» **What the exercise asks**:
Return all records exactly. Nothing may be added.

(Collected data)
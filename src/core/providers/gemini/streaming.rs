//! Gemini streamGenerateContent (`alt=sse`) decoding

use super::PROVIDER_NAME;
use super::transform::candidate_text;
use crate::core::providers::base::{SseEvent, http};
use crate::core::providers::unified_provider::ProviderError;
use crate::core::streaming::StreamEvent;
use crate::core::types::FinishReason;
use serde_json::Value;

pub fn finish_reason(reason: &str) -> FinishReason {
    match reason {
        "STOP" => FinishReason::Stop,
        "MAX_TOKENS" => FinishReason::Length,
        "SAFETY" | "RECITATION" | "BLOCKLIST" | "PROHIBITED_CONTENT" | "SPII" => {
            FinishReason::ContentFilter
        }
        "MALFORMED_FUNCTION_CALL" => FinishReason::ToolCalls,
        "FINISH_REASON_UNSPECIFIED" => FinishReason::Incomplete,
        _ => FinishReason::Stop,
    }
}

/// Decode one streamed `GenerateContentResponse`. Every event carries cumulative
/// `usageMetadata`, so later values replace earlier ones.
pub fn parse_event(event: &SseEvent) -> Result<Vec<StreamEvent>, ProviderError> {
    let json: Value = serde_json::from_str(&event.data).map_err(|e| {
        ProviderError::response_parsing(PROVIDER_NAME, format!("Invalid stream chunk: {}", e))
    })?;

    if json.get("error").is_some() {
        let message =
            http::error_message(&event.data).unwrap_or_else(|| "Stream error".to_string());
        return Err(ProviderError::streaming(PROVIDER_NAME, message));
    }

    let mut events = Vec::new();
    if let Some(model) = json.get("modelVersion").and_then(|m| m.as_str()) {
        events.push(StreamEvent::Model(model.to_string()));
    }

    if let Some(candidate) = json.get("candidates").and_then(|c| c.get(0)) {
        let text = candidate_text(candidate);
        if !text.is_empty() {
            events.push(StreamEvent::Text(text));
        }
        if let Some(reason) = candidate.get("finishReason").and_then(|r| r.as_str()) {
            events.push(StreamEvent::Finish(finish_reason(reason)));
        }
    }

    if let Some(usage) = json.get("usageMetadata") {
        let count = |key: &str| {
            usage
                .get(key)
                .and_then(|v| v.as_u64())
                .map(|n| u32::try_from(n).unwrap_or(u32::MAX))
        };
        if let Some(prompt) = count("promptTokenCount") {
            events.push(StreamEvent::PromptTokens(prompt));
        }
        if let Some(completion) = count("candidatesTokenCount") {
            events.push(StreamEvent::CompletionTokens(completion));
        }
    }

    Ok(events)
}
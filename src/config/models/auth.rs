//! Authentication and role configuration

use crate::auth::rbac::types::RoleCapability;
use serde::{Deserialize, Serialize};

/// Token verification settings
#[derive(Debug, Clone, Serialize, Deserialize)]
pub struct AuthConfig {
    /// HMAC secret shared with the token issuer; `${ENV_VAR}` allowed
    pub jwt_secret: String,
    /// Expected `iss` claim, if the issuer sets one
    #[serde(default)]
    pub issuer: Option<String>,
    /// Expected `aud` claim, if the issuer sets one
    #[serde(default)]
    pub audience: Option<String>,
    /// Clock skew tolerated on `exp`, in seconds
    #[serde(default = "default_leeway")]
    pub leeway_secs: u64,
    /// Token ids (`jti`) rejected at connect time
    #[serde(default)]
    pub revoked_token_ids: Vec<String>,
}

fn default_leeway() -> u64 {
    30
}

impl Default for AuthConfig {
    fn default() -> Self {
        Self {
            jwt_secret: String::new(),
            issuer: None,
            audience: None,
            leeway_secs: default_leeway(),
            revoked_token_ids: Vec::new(),
        }
    }
}

/// Capability matrix override
#[derive(Debug, Clone, Serialize, Deserialize)]
pub struct RolesConfig {
    /// Role applied when a token names an unknown role
    #[serde(default = "default_role")]
    pub default_role: String,
    /// Replaces the built-in matrix when non-empty
    #[serde(default)]
    pub capabilities: Vec<RoleCapability>,
}

fn default_role() -> String {
    "trial".to_string()
}

impl Default for RolesConfig {
    fn default() -> Self {
        Self {
            default_role: default_role(),
            capabilities: Vec::new(),
        }
    }
}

» **Answer section**:
filename src/core/providers/gemini/streaming.rs
//! Gemini streamGenerateContent (`alt=sse`) decoding

use super::PROVIDER_NAME;
use super::transform::candidate_text;
use crate::core::providers::base::{SseEvent, http};
use crate::core::providers::unified_provider::ProviderError;
use crate::core::streaming::StreamEvent;
use crate::core::types::FinishReason;
use serde_json::Value;

pub fn finish_reason(reason: &str) -> FinishReason {
    match reason {
        "STOP" => FinishReason::Stop,
        "MAX_TOKENS" => FinishReason::Length,
        "SAFETY" | "RECITATION" | "BLOCKLIST" | "PROHIBITED_CONTENT" | "SPII" => {
            FinishReason::ContentFilter
        }
        "MALFORMED_FUNCTION_CALL" => FinishReason::ToolCalls,
        "FINISH_REASON_UNSPECIFIED" => FinishReason::Incomplete,
        _ => FinishReason::Stop,
    }
}

/// Decode one streamed `GenerateContentResponse`. Every event carries cumulative
/// `usageMetadata`, so later values replace earlier ones.
pub fn parse_event(event: &SseEvent) -> Result<Vec<StreamEvent>, ProviderError> {
    let json: Value = serde_json::from_str(&event.data).map_err(|e| {
        ProviderError::response_parsing(PROVIDER_NAME, format!("Invalid stream chunk: {}", e))
    })?;

    if json.get("error").is_some() {
        let message =
            http::error_message(&event.data).unwrap_or_else(|| "Stream error".to_string());
        return Err(ProviderError::streaming(PROVIDER_NAME, message));
    }

    let mut events = Vec::new();
    if let Some(model) = json.get("modelVersion").and_then(|m| m.as_str()) {
        events.push(StreamEvent::Model(model.to_string()));
    }

    if let Some(candidate) = json.get("candidates").and_then(|c| c.get(0)) {
        let text = candidate_text(candidate);
        if !text.is_empty() {
            events.push(StreamEvent::Text(text));
        }
        if let Some(reason) = candidate.get("finishReason").and_then(|r| r.as_str()) {
            events.push(StreamEvent::Finish(finish_reason(reason)));
        }
    }

    if let Some(usage) = json.get("usageMetadata") {
        let count = |key: &str| {
            usage
                .get(key)
                .and_then(|v| v.as_u64())
                .map(|n| u32::try_from(n).unwrap_or(u32::MAX))
        };
        if let Some(prompt) = count("promptTokenCount") {
            events.push(StreamEvent::PromptTokens(prompt));
        }
        if let Some(completion) = count("candidatesTokenCount") {
            events.push(StreamEvent::CompletionTokens(completion));
        }
    }

    Ok(events)
}
filename src/config/models/auth.rs
//! Authentication and role configuration

use crate::auth::rbac::types::RoleCapability;
use serde::{Deserialize, Serialize};

/// Token verification settings
#[derive(Debug, Clone, Serialize, Deserialize)]
pub struct AuthConfig {
    /// HMAC secret shared with the token issuer; `${ENV_VAR}` allowed
    pub jwt_secret: String,
    /// Expected `iss` claim, if the issuer sets one
    #[serde(default)]
    pub issuer: Option<String>,
    /// Expected `aud` claim, if the issuer sets one
    #[serde(default)]
    pub audience: Option<String>,
    /// Clock skew tolerated on `exp`, in seconds
    #[serde(default = "default_leeway")]
    pub leeway_secs: u64,
    /// Token ids (`jti`) rejected at connect time
    #[serde(default)]
    pub revoked_token_ids: Vec<String>,
}

fn default_leeway() -> u64 {
    30
}

impl Default for AuthConfig {
    fn default() -> Self {
        Self {
            jwt_secret: String::new(),
            issuer: None,
            audience: None,
            leeway_secs: default_leeway(),
            revoked_token_ids: Vec::new(),
        }
    }
}

/// Capability matrix override
#[derive(Debug, Clone, Serialize, Deserialize)]
pub struct RolesConfig {
    /// Role applied when a token names an unknown role
    #[serde(default = "default_role")]
    pub default_role: String,
    /// Replaces the built-in matrix when non-empty
    #[serde(default)]
    pub capabilities: Vec<RoleCapability>,
}

fn default_role() -> String {
    "trial".to_string()
}

impl Default for RolesConfig {
    fn default() -> Self {
        Self {
            default_role: default_role(),
            capabilities: Vec::new(),
        }
    }
}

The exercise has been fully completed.